**Work required:**
Carry over every entry exactly as it appears in the records.

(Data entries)
--

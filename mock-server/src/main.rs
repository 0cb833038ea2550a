use tokio::net::TcpListener;

/// Serves the seeded catalog fixtures on `127.0.0.1:{PORT}` (default 8000,
/// matching the real backend's development port).
#[tokio::main]
async fn main() -> Result<(), std::io::Error> {
    let port = std::env::var("PORT").unwrap_or_else(|_| "8000".to_string());
    let addr = format!("127.0.0.1:{port}");
    let listener = TcpListener::bind(&addr).await?;
    println!("mock catalog backend listening on {addr}");
    mock_server::run(listener).await
}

--

**Result:**
filename mock-server/src/main.rs
repository 0cb833038ea2550a
use tokio::net::TcpListener;

/// Serves the seeded catalog fixtures on `127.0.0.1:{PORT}` (default 8000,
/// matching the real backend's development port).
#[tokio::main]
async fn main() -> Result<(), std::io::Error> {
    let port = std::env::var("PORT").unwrap_or_else(|_| "8000".to_string());
    let addr = format!("127.0.0.1:{port}");
    let listener = TcpListener::bind(&addr).await?;
    println!("mock catalog backend listening on {addr}");
    mock_server::run(listener).await
}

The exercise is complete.